══ DATA RECORDS ══
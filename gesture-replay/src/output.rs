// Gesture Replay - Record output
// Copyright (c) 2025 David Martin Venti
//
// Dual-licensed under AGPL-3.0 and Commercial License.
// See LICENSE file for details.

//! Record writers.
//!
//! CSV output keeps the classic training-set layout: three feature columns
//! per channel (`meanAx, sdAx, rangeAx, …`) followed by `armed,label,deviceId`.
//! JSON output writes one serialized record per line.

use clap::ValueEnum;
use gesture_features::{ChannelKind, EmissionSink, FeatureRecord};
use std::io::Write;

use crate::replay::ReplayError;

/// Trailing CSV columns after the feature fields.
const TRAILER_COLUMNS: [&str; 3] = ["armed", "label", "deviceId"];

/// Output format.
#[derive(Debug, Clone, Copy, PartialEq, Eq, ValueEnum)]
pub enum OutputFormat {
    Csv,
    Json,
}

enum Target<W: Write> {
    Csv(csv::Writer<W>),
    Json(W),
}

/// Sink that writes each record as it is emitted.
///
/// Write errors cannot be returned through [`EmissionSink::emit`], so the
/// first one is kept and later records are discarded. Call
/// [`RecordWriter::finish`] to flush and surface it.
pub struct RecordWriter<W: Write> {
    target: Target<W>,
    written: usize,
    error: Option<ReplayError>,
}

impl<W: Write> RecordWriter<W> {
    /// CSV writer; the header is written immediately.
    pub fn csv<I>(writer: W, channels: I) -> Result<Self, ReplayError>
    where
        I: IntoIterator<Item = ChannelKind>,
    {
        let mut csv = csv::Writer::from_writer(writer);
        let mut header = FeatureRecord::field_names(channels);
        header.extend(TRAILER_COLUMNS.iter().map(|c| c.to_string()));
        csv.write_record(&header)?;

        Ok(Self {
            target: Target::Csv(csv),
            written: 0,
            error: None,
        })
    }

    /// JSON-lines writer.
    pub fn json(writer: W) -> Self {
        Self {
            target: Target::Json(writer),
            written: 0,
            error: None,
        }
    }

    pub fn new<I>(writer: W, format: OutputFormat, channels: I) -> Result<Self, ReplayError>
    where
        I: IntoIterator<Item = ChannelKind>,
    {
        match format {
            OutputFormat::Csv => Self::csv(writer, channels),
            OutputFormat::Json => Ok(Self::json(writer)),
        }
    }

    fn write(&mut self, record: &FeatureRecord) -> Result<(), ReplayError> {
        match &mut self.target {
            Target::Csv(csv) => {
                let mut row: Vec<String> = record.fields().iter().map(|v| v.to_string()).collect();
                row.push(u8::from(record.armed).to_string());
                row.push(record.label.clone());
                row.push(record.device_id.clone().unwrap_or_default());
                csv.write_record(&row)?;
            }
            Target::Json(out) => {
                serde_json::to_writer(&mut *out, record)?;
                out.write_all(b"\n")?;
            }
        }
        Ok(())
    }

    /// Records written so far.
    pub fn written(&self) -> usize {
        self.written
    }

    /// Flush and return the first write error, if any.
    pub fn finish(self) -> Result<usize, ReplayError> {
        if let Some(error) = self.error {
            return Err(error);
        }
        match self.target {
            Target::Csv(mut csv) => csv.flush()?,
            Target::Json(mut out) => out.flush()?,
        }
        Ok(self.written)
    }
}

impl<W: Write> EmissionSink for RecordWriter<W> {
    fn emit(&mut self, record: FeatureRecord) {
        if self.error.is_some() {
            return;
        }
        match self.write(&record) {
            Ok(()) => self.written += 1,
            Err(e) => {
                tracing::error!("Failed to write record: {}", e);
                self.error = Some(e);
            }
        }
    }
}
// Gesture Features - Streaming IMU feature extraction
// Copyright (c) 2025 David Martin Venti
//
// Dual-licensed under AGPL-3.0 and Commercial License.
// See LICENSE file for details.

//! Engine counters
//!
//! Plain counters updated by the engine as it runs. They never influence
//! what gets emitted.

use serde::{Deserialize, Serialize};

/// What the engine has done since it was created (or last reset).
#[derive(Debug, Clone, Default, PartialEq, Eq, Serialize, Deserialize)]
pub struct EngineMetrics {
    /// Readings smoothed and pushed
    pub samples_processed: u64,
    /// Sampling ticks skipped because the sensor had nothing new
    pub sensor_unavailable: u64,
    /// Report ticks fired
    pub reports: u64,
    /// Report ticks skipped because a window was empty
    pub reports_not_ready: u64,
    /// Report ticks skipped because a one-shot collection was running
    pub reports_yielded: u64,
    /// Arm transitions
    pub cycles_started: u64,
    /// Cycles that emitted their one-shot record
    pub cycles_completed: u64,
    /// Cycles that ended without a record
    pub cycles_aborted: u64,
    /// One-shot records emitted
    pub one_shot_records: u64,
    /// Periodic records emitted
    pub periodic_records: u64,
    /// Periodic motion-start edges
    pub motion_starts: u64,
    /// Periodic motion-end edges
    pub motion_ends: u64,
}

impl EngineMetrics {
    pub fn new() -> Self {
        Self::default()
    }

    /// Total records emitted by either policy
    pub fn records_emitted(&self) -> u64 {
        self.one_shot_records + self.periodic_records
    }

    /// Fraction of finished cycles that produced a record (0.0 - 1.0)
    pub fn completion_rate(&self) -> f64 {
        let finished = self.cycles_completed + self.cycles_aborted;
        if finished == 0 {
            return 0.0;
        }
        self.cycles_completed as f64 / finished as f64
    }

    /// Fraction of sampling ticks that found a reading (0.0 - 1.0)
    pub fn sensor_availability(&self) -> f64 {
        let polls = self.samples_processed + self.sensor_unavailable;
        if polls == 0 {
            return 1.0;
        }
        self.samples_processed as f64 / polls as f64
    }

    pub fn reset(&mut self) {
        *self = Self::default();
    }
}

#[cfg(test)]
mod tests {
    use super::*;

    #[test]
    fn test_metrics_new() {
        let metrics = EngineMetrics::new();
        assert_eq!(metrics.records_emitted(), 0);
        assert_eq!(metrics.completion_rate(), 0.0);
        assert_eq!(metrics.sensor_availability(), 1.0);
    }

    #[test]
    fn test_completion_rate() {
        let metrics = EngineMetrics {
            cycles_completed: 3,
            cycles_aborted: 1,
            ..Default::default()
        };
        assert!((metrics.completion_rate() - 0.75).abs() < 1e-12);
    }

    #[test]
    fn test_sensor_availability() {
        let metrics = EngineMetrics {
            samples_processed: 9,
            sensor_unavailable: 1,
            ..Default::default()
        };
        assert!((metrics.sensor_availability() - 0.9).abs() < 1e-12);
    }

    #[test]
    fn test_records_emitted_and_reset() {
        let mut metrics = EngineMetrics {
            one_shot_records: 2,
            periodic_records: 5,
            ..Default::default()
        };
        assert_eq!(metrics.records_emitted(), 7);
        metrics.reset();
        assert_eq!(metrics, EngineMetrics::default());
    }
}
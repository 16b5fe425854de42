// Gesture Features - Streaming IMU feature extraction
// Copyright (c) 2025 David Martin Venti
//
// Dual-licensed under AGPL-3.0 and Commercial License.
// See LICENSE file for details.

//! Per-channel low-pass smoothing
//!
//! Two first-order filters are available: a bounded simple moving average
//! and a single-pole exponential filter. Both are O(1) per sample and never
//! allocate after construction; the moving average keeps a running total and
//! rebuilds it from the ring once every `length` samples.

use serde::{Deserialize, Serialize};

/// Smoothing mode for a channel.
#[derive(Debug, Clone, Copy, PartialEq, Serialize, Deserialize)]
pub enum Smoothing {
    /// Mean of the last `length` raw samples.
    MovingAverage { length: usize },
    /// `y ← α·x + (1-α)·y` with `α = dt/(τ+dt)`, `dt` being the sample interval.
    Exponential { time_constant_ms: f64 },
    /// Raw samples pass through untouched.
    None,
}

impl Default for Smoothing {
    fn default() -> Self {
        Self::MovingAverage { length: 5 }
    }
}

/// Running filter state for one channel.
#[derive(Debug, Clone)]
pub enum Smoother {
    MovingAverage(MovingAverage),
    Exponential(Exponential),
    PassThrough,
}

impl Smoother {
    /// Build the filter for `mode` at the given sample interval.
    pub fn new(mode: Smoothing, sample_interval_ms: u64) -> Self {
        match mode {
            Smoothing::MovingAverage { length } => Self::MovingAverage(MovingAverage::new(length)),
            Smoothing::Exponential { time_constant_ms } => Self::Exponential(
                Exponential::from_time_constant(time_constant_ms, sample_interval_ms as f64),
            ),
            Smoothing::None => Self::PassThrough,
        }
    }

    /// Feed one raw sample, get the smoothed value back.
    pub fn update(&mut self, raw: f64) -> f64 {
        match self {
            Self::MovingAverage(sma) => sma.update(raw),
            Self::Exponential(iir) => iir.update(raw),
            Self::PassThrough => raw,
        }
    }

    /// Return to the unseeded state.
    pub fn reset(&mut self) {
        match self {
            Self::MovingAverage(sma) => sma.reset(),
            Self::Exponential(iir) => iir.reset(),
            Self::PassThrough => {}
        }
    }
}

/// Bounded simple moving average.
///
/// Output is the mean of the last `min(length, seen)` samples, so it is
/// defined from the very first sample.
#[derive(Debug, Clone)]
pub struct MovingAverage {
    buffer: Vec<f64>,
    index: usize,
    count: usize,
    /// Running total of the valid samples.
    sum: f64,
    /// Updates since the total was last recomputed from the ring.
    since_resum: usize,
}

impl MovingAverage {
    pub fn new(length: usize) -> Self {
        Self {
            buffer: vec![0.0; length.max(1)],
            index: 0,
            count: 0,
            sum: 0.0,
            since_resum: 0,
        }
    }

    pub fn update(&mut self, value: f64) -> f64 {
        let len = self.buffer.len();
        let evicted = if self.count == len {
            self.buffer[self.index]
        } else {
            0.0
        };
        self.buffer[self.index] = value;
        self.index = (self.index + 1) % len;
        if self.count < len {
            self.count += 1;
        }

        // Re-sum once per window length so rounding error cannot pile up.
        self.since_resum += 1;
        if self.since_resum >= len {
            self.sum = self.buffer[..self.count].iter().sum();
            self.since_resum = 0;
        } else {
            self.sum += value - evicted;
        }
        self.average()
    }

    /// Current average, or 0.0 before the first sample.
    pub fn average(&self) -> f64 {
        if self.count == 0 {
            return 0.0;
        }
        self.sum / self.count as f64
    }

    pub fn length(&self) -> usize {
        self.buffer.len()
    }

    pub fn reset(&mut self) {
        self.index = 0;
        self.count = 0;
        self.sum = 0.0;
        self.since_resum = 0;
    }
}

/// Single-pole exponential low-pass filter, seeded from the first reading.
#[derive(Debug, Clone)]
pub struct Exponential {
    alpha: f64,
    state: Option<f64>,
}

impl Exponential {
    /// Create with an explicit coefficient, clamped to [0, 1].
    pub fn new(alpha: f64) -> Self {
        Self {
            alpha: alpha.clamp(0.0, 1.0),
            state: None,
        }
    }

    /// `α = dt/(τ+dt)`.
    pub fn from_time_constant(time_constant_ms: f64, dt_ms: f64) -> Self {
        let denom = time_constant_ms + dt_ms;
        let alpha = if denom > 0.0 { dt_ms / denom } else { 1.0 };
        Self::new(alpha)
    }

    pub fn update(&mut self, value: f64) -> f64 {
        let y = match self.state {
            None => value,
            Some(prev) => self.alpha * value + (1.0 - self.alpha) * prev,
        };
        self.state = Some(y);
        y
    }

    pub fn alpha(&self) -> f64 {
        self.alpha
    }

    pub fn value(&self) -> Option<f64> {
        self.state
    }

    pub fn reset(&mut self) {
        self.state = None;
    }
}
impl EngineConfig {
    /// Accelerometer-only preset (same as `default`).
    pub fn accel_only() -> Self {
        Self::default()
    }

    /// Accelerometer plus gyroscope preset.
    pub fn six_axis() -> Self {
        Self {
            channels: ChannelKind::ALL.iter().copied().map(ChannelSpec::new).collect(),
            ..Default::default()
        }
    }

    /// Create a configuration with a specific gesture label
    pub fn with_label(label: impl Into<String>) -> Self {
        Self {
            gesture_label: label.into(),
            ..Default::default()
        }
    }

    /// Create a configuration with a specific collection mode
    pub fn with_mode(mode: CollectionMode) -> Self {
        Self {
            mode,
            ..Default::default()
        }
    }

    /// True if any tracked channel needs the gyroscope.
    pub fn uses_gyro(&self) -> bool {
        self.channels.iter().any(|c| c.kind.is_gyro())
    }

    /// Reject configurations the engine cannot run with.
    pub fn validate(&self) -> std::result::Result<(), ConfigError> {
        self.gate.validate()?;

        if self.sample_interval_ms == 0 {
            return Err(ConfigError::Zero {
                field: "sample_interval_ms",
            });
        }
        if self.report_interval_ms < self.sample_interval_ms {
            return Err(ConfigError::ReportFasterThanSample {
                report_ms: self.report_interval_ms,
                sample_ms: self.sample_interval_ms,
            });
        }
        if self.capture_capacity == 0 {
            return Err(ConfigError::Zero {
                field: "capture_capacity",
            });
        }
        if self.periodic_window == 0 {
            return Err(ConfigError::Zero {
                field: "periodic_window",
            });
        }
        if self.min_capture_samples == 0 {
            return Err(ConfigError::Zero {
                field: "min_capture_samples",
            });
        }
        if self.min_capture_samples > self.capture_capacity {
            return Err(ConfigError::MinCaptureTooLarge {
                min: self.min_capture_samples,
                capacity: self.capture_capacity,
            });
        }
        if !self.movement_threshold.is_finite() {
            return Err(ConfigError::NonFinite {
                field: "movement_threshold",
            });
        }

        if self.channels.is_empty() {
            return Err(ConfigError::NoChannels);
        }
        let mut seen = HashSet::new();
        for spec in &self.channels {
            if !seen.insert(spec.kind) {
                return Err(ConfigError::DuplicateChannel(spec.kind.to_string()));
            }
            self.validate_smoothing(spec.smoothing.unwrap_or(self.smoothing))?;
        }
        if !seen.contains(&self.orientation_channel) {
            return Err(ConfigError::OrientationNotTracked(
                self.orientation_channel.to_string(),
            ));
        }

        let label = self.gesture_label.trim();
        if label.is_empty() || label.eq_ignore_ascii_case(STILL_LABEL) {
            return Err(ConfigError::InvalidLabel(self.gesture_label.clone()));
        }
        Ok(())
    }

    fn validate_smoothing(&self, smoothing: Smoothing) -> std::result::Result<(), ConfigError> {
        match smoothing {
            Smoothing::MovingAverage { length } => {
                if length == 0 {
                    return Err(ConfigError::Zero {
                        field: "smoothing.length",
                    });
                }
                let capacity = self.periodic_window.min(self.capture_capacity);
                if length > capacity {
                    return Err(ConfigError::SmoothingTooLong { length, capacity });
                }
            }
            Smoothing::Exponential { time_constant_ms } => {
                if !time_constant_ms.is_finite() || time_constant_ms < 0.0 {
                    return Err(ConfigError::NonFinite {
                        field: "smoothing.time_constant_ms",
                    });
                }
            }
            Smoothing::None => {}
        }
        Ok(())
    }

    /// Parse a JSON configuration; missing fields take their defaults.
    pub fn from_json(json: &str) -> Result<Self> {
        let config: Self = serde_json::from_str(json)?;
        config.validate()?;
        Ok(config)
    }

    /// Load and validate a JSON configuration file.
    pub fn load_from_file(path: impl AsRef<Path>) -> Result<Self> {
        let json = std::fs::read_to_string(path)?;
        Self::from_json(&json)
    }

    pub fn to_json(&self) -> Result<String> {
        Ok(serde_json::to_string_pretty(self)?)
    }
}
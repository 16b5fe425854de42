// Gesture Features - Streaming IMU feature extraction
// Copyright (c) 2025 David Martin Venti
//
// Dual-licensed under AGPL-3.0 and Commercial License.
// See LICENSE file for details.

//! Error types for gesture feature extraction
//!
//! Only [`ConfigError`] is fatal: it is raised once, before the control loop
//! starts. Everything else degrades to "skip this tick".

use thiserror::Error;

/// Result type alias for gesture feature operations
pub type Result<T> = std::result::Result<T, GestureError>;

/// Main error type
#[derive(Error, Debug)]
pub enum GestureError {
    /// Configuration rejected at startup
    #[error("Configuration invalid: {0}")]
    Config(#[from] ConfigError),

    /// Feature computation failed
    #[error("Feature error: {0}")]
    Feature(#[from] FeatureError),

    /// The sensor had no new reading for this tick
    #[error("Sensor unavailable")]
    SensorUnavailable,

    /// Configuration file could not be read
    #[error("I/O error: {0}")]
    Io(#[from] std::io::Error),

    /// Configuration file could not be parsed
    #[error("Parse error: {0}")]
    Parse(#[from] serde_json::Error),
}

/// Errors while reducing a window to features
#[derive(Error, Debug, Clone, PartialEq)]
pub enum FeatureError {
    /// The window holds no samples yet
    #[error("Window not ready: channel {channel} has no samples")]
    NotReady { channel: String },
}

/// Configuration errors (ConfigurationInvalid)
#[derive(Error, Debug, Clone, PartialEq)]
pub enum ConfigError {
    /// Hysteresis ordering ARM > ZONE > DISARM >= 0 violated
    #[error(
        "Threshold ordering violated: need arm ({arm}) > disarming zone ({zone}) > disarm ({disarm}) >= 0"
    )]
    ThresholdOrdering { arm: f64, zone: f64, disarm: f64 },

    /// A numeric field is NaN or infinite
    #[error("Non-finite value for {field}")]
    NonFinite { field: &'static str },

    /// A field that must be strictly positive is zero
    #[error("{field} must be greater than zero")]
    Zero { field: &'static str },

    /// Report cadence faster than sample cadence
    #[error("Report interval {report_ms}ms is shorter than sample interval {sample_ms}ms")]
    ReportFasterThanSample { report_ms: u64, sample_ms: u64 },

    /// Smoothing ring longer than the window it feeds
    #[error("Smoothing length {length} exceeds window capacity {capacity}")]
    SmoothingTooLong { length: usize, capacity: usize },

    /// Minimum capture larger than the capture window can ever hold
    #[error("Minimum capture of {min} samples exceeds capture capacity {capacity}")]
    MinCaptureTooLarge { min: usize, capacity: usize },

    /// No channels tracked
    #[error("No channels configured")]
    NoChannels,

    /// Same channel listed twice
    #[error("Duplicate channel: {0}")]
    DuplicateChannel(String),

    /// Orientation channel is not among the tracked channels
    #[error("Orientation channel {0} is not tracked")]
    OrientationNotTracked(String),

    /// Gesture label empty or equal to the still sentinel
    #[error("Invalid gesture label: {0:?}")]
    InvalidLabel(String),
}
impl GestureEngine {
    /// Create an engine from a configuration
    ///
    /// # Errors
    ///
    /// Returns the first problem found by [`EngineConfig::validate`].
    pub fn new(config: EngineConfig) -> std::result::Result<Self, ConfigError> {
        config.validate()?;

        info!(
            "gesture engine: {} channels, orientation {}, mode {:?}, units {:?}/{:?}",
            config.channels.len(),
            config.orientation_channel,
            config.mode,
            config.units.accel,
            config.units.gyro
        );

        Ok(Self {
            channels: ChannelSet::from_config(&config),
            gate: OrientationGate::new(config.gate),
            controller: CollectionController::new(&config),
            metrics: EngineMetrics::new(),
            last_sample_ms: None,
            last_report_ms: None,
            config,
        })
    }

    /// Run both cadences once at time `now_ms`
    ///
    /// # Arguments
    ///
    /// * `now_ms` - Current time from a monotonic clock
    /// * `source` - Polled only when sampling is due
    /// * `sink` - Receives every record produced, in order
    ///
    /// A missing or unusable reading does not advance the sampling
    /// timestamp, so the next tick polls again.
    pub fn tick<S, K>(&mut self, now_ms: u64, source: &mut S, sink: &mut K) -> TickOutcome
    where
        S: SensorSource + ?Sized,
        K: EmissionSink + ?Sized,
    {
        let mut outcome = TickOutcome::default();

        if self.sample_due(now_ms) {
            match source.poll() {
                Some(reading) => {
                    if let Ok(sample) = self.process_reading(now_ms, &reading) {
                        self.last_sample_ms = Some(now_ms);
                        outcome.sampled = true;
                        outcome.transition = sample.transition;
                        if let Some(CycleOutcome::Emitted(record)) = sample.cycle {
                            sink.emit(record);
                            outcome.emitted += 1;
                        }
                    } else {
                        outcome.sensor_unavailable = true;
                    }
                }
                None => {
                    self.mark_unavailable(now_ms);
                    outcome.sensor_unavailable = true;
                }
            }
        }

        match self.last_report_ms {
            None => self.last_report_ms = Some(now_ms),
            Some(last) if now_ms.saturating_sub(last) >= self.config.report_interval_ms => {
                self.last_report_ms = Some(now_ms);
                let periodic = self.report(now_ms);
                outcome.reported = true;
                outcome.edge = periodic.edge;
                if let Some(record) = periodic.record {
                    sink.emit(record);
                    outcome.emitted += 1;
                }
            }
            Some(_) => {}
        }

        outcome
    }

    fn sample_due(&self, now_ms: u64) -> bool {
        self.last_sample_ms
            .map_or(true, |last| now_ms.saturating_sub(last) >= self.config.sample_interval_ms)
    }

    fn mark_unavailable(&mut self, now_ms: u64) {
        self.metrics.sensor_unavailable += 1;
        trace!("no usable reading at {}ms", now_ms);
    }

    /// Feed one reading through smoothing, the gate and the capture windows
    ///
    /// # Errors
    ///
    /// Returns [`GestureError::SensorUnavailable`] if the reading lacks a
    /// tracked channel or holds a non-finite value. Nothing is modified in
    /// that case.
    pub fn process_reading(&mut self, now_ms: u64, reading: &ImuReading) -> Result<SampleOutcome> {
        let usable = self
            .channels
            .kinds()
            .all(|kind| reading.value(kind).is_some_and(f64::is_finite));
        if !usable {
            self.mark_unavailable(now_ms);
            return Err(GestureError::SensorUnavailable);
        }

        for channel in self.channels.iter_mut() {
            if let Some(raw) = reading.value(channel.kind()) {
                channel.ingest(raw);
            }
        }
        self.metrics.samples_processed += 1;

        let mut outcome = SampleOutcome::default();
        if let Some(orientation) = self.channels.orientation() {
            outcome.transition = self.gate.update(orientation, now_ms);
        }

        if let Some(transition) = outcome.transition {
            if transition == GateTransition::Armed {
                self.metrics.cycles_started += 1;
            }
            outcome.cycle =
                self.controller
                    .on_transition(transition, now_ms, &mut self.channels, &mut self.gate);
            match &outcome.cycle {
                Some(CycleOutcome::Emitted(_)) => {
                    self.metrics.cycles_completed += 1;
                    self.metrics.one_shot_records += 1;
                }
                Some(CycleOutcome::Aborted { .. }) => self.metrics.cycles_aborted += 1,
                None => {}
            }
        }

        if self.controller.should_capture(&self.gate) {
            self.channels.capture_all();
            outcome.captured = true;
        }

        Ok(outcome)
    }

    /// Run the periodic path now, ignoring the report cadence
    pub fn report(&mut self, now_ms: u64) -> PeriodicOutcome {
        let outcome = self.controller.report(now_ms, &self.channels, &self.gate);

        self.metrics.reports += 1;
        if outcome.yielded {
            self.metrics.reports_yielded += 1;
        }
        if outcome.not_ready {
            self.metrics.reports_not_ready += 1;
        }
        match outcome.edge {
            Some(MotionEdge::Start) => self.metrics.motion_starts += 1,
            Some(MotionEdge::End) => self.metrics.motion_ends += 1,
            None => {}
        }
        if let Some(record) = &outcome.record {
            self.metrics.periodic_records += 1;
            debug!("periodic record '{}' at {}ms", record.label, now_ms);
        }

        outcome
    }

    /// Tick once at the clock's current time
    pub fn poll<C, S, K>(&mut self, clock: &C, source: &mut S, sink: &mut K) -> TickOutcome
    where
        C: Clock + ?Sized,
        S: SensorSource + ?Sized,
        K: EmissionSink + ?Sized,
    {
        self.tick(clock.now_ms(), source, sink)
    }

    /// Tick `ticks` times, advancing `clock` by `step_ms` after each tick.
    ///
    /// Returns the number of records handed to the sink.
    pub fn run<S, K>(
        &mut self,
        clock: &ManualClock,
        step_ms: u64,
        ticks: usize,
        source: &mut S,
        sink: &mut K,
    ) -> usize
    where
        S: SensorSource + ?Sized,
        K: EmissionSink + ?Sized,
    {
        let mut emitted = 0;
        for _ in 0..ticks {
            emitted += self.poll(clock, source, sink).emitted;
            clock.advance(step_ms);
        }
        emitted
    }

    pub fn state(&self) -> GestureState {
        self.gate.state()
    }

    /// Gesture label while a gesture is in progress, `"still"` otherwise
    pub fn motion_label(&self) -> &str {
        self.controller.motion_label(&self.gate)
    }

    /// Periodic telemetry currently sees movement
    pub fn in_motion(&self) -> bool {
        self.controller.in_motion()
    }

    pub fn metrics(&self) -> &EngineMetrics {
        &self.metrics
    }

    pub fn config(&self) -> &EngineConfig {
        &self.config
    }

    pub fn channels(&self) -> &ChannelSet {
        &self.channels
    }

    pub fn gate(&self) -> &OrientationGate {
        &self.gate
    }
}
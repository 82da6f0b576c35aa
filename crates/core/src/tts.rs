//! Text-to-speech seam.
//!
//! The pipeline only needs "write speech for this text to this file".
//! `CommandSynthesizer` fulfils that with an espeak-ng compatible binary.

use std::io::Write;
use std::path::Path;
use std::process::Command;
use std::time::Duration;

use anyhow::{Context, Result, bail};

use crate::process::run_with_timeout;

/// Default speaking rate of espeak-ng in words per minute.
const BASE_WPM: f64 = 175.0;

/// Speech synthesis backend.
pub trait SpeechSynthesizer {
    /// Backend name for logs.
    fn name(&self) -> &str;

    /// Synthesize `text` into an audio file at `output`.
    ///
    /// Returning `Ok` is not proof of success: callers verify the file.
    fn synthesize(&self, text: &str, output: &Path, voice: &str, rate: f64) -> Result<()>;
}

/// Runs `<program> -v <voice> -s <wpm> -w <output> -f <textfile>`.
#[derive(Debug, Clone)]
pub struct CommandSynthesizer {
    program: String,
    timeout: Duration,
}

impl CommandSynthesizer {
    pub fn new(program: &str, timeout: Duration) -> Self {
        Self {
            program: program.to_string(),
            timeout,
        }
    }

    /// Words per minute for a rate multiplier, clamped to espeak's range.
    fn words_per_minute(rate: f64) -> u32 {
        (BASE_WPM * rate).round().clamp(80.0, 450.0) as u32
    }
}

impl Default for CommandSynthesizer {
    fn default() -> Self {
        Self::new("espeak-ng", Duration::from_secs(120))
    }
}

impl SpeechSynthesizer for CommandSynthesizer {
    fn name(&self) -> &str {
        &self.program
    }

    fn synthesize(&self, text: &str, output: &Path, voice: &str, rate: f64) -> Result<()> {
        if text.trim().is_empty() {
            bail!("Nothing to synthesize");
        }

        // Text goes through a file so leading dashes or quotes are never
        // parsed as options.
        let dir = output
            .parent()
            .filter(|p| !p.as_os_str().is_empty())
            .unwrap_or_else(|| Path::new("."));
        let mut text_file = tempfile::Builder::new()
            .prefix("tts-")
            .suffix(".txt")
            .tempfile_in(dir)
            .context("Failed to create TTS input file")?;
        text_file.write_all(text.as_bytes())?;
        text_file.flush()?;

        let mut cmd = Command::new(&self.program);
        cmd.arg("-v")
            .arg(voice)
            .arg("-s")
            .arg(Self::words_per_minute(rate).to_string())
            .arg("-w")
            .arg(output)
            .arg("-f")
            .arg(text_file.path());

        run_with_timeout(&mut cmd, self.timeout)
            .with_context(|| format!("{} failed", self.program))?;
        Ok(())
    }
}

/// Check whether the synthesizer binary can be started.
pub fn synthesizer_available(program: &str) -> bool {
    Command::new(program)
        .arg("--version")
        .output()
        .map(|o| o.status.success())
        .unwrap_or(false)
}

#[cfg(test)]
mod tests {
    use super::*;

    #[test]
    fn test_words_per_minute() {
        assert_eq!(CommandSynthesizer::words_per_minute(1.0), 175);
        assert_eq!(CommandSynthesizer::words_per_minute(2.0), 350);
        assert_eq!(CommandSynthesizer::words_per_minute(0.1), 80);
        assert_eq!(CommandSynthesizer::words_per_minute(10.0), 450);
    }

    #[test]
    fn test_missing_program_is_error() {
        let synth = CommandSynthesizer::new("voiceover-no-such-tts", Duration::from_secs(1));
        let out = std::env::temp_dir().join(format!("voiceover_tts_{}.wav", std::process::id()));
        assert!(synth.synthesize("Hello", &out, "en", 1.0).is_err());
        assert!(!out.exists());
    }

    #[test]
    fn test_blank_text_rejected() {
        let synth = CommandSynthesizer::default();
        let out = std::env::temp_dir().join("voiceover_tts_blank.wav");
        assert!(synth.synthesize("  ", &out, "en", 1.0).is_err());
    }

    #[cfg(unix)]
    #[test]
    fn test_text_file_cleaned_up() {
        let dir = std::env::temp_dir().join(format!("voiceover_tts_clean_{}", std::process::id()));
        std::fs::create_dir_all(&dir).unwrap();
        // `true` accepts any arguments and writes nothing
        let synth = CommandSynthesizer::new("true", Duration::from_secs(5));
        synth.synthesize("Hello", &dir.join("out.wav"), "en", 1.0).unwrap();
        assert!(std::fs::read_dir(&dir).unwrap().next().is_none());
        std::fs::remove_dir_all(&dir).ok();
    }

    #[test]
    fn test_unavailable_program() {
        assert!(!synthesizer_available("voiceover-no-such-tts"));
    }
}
═══
| WHAT IS BEING ASKED |
From the entries above, extract every line where the word "binary" appears.

| TASK OUTPUT |
//! `CommandSynthesizer` fulfils that with an espeak-ng compatible binary.
/// Check whether the synthesizer binary can be started.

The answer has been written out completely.